**Task objective**. From the records below, pull each line that has "number".

======== Data provided

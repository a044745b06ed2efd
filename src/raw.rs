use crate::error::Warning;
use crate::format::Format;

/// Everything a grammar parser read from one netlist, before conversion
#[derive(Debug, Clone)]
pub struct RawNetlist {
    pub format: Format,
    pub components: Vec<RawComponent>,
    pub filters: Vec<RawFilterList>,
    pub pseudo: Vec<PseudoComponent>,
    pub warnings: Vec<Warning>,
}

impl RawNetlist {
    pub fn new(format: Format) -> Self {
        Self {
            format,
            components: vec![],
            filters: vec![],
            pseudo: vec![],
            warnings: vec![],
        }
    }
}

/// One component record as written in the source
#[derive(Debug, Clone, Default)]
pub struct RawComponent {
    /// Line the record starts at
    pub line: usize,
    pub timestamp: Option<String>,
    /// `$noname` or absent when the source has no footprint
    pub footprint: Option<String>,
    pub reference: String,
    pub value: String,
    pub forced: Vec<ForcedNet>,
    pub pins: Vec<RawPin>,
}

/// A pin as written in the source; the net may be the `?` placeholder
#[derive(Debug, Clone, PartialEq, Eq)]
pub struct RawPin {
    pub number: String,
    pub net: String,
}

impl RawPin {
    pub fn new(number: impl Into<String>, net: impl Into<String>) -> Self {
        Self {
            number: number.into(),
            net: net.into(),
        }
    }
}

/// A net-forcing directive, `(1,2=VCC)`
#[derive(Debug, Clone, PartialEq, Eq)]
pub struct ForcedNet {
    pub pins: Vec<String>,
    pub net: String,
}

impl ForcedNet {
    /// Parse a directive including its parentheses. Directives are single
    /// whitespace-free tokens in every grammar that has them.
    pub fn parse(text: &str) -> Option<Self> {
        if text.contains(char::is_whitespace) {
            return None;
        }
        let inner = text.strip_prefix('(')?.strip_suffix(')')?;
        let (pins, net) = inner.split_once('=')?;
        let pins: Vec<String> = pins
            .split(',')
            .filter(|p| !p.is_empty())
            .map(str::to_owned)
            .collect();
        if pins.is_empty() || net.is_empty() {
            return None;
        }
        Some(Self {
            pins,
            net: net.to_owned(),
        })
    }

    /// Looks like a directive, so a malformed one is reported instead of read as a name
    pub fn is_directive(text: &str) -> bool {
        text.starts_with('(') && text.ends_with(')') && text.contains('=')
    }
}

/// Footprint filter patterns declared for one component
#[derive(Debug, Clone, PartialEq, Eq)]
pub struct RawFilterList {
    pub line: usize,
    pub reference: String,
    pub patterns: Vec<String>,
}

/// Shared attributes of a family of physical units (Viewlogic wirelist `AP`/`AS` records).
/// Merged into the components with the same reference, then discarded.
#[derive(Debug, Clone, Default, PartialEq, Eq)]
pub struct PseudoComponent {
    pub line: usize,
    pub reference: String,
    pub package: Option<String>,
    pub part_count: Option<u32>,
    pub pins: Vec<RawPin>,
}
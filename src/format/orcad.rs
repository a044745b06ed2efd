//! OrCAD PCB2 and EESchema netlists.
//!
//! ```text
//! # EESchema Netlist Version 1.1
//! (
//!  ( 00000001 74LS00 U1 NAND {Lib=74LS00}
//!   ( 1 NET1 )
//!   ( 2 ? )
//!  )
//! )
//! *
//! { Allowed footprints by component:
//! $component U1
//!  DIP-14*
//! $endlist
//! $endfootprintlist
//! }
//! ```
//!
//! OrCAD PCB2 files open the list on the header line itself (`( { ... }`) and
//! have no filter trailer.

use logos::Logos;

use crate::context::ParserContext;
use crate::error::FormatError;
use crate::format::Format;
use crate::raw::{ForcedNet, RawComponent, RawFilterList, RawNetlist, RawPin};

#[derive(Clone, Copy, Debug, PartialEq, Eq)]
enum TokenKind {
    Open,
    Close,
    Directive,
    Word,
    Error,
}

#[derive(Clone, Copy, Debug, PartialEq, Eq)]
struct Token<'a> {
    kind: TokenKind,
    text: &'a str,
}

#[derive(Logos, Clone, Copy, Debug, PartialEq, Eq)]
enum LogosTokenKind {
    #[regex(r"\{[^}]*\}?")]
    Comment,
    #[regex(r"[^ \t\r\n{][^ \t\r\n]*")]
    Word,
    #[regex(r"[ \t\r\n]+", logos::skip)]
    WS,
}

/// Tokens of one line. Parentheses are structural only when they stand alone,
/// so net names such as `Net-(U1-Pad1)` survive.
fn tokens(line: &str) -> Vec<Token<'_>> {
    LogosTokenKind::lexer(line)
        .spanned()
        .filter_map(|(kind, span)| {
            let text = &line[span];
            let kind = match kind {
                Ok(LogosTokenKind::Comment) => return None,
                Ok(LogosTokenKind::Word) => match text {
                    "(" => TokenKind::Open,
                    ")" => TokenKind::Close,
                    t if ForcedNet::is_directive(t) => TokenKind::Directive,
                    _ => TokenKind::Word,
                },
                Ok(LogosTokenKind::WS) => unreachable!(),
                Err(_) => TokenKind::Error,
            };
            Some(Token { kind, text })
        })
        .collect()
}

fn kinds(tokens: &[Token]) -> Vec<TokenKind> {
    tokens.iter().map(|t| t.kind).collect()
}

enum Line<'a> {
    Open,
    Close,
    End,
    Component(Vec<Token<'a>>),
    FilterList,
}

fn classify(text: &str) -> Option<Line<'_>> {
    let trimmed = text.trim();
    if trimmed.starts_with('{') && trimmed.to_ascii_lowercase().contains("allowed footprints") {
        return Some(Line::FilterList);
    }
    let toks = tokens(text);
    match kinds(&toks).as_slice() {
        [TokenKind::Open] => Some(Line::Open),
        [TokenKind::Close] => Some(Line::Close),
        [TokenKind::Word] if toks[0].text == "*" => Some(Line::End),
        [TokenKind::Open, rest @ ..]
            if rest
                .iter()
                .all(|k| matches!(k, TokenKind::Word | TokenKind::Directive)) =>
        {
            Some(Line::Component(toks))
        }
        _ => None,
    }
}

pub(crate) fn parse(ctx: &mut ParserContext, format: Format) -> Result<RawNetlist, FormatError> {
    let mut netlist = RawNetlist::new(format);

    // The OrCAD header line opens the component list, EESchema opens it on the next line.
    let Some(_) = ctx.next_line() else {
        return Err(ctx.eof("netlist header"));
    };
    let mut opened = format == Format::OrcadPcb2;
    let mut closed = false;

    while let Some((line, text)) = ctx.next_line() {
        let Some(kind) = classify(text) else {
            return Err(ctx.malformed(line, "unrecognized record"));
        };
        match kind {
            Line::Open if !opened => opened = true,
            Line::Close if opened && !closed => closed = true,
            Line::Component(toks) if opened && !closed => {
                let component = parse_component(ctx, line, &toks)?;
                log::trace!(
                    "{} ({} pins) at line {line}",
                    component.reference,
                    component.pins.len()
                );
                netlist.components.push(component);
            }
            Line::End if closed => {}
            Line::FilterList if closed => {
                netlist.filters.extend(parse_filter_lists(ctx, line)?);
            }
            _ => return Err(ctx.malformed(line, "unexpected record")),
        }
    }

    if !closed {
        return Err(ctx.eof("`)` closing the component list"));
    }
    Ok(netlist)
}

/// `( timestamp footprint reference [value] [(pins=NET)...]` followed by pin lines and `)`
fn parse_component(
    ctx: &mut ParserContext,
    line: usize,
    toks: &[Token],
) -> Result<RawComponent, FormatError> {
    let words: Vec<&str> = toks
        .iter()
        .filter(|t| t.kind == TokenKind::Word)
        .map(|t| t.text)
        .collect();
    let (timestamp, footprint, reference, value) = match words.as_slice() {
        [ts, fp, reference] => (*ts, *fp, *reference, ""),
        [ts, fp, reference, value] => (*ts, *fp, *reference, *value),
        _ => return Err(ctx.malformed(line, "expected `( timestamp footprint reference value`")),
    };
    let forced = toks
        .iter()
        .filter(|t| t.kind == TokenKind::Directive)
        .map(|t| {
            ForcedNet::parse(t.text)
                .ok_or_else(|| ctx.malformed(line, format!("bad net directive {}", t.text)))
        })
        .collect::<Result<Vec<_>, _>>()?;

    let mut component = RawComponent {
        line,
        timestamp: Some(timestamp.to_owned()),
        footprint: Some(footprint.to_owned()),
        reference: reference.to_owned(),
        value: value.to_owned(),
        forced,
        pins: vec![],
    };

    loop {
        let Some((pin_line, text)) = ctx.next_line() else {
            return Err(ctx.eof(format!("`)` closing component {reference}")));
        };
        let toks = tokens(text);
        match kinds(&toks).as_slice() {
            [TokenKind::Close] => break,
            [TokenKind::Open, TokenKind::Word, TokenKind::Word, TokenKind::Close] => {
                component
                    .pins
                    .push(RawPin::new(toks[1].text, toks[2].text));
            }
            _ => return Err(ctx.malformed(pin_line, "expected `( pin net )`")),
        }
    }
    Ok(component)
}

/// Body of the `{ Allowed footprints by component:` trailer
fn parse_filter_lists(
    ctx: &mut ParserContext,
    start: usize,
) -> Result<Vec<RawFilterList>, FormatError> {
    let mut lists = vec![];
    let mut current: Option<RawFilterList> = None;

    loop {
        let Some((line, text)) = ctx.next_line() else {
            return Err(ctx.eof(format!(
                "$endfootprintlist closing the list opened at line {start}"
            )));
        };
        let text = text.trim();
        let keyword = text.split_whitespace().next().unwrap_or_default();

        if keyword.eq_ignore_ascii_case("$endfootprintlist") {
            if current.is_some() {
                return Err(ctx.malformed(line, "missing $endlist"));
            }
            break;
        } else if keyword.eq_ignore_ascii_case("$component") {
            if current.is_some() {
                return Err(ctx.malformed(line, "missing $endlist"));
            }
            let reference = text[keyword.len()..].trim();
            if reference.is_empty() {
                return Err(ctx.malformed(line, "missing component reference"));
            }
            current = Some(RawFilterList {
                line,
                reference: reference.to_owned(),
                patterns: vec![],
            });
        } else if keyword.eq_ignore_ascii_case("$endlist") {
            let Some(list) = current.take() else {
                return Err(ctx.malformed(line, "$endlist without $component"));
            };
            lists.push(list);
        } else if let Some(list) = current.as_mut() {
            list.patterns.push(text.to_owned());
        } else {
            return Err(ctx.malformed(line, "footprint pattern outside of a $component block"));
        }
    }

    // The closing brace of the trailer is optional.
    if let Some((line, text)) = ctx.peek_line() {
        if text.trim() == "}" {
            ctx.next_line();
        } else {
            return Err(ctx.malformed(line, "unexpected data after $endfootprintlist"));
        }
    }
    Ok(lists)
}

================

**Result for this task**.
    pub number: String,
    pub fn new(number: impl Into<String>, net: impl Into<String>) -> Self {
            number: number.into(),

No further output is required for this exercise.